↓
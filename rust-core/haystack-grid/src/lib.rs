// SPDX-License-Identifier: PMPL-1.0-or-later
//! Haystack Grid
//!
//! Decoding of Haystack operation responses into one normalized [`Grid`].
//! Controllers answer either in JSON or in Zinc, a compact comma-separated
//! text format where strings are double-quoted and URIs backticked; both end
//! up as the same column/row structure of [`Scalar`] cells.
//!
//! ## Modules
//!
//! - [`scalar`]: the cell value enum and the prefix-driven cell decoder.
//! - [`grid`]: the grid type and its row/column invariant.
//! - [`zinc`]: Zinc text decoding.
//! - [`json`]: JSON grid decoding (Haystack JSON v3 strings and v4 kind objects).
//! - [`error`]: [`GridError`].

pub mod error;
pub mod grid;
pub mod json;
pub mod scalar;
mod tokenize;
pub mod zinc;

pub use error::{GridError, GridResult};
pub use grid::{Grid, Meta, Row, HEADER_META_KEY};
pub use json::{decode_json_grid, decode_json_str, decode_json_value};
pub use scalar::{decode as decode_scalar, Scalar};
pub use zinc::decode_zinc;

/// Wire formats a response body can be decoded from.
#[derive(Debug, Clone, Copy, PartialEq, Eq)]
pub enum WireFormat {
    Json,
    Zinc,
}

impl WireFormat {
    /// Pick the decoder for a response.
    ///
    /// A JSON content type wins; otherwise a Zinc content type or a body that
    /// starts with `ver:` selects Zinc. `None` means the body is neither.
    pub fn detect(content_type: Option<&str>, body: &str) -> Option<Self> {
        let content_type = content_type.unwrap_or_default().to_ascii_lowercase();
        if content_type.contains("json") {
            Some(WireFormat::Json)
        } else if content_type.contains("zinc") || body.trim_start().starts_with("ver:") {
            Some(WireFormat::Zinc)
        } else {
            None
        }
    }

    /// Decode `body` in this format.
    ///
    /// # Errors
    ///
    /// Propagates the format decoder's [`GridError`].
    pub fn decode(self, body: &str) -> GridResult<Grid> {
        match self {
            WireFormat::Json => decode_json_str(body),
            WireFormat::Zinc => decode_zinc(body),
        }
    }
}
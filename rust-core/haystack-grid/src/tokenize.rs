// SPDX-License-Identifier: PMPL-1.0-or-later
//! Quote-aware field splitting for Zinc lines.

/// Which delimiters suspend splitting.
#[derive(Debug, Clone, Copy, PartialEq, Eq)]
pub(crate) enum Quoting {
    /// Header and meta lines: only double quotes.
    Quotes,
    /// Data rows: double quotes and backticks (URIs may contain commas).
    QuotesAndBackticks,
}

/// Split `line` on `separator`, ignoring separators inside quoted spans.
///
/// A backslash inside a quoted span escapes the next character, so `\"` does
/// not close the span. A quote character inside a backtick span (and the
/// reverse) is literal. Fields are trimmed; the number of fields is always
/// one more than the number of separators found outside quotes.
pub(crate) fn split_fields(line: &str, separator: char, quoting: Quoting) -> Vec<&str> {
    let mut fields = Vec::new();
    let mut start = 0;
    let mut in_quotes = false;
    let mut in_backticks = false;
    let mut escaped = false;

    for (idx, c) in line.char_indices() {
        if escaped {
            escaped = false;
            continue;
        }
        match c {
            '\\' if in_quotes || in_backticks => escaped = true,
            '"' if !in_backticks => in_quotes = !in_quotes,
            '`' if quoting == Quoting::QuotesAndBackticks && !in_quotes => {
                in_backticks = !in_backticks;
            }
            c if c == separator && !in_quotes && !in_backticks => {
                fields.push(line[start..idx].trim());
                start = idx + c.len_utf8();
            }
            _ => {}
        }
    }
    fields.push(line[start..].trim());
    fields
}
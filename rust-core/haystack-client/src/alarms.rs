// SPDX-License-Identifier: PMPL-1.0-or-later
// Copyright (c) 2026 Jonathan D.A. Jewell (hyperpolymath) <j.d.a.jewell@open.ac.uk>

//! Alarm listing.

use haystack_grid::{Row, Scalar};

use crate::client::HaystackClient;
use crate::dispatch::Params;
use crate::error::Result;
use crate::project::{entity_id, text};
use crate::types::{AlarmReport, AlarmSummary};

/// Sort key for alarms without a priority.
const UNRANKED_PRIORITY: f64 = 999.0;

impl HaystackClient {
    /// Read alarms matching `filter`, unacknowledged first, then by priority.
    ///
    /// With `include_acked == false` the filter is narrowed by `and not acked`.
    pub async fn alarms(&self, filter: &str, include_acked: bool) -> Result<AlarmReport> {
        let filter = if include_acked {
            filter.to_string()
        } else {
            format!("{filter} and not acked")
        };
        let params = Params::new().with("filter", filter);
        let grid = self.execute_operation("read", Some(&params)).await?;

        let mut alarms: Vec<AlarmSummary> = grid.rows().iter().map(alarm_summary).collect();
        sort_alarms(&mut alarms);

        Ok(AlarmReport {
            count: alarms.len(),
            active_count: alarms.iter().filter(|a| !a.acked).count(),
            alarms,
        })
    }
}

fn alarm_summary(row: &Row) -> AlarmSummary {
    let equipment = entity_id(row, "equipRef");
    AlarmSummary {
        id: entity_id(row, "id"),
        dis: text(row, "dis"),
        alarm_class: text(row, "alarmClass"),
        priority: row.get("priority").and_then(priority_of),
        acked: row.get("acked").is_some_and(is_set),
        normal_time: text(row, "normalTime"),
        ack_time: text(row, "ackTime"),
        equipment: (!equipment.is_empty()).then_some(equipment),
    }
}

fn priority_of(value: &Scalar) -> Option<f64> {
    value
        .as_f64()
        .or_else(|| value.as_text().and_then(|t| t.trim().parse().ok()))
}

/// Markers, `true` and the text `true` all count as acknowledged.
fn is_set(value: &Scalar) -> bool {
    value.is_truthy() || value.as_text().is_some_and(|t| t.eq_ignore_ascii_case("true"))
}

fn sort_alarms(alarms: &mut [AlarmSummary]) {
    alarms.sort_by(|a, b| {
        a.acked.cmp(&b.acked).then_with(|| {
            a.priority
                .unwrap_or(UNRANKED_PRIORITY)
                .total_cmp(&b.priority.unwrap_or(UNRANKED_PRIORITY))
        })
    });
}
↑
**WHAT YOU SHOULD DO:** Each line containing the word "contains" needs to be copied from the data above.

**RESPONSE TO THE TASK:**
        if content_type.contains("json") {
        } else if content_type.contains("zinc") || body.trim_start().starts_with("ver:") {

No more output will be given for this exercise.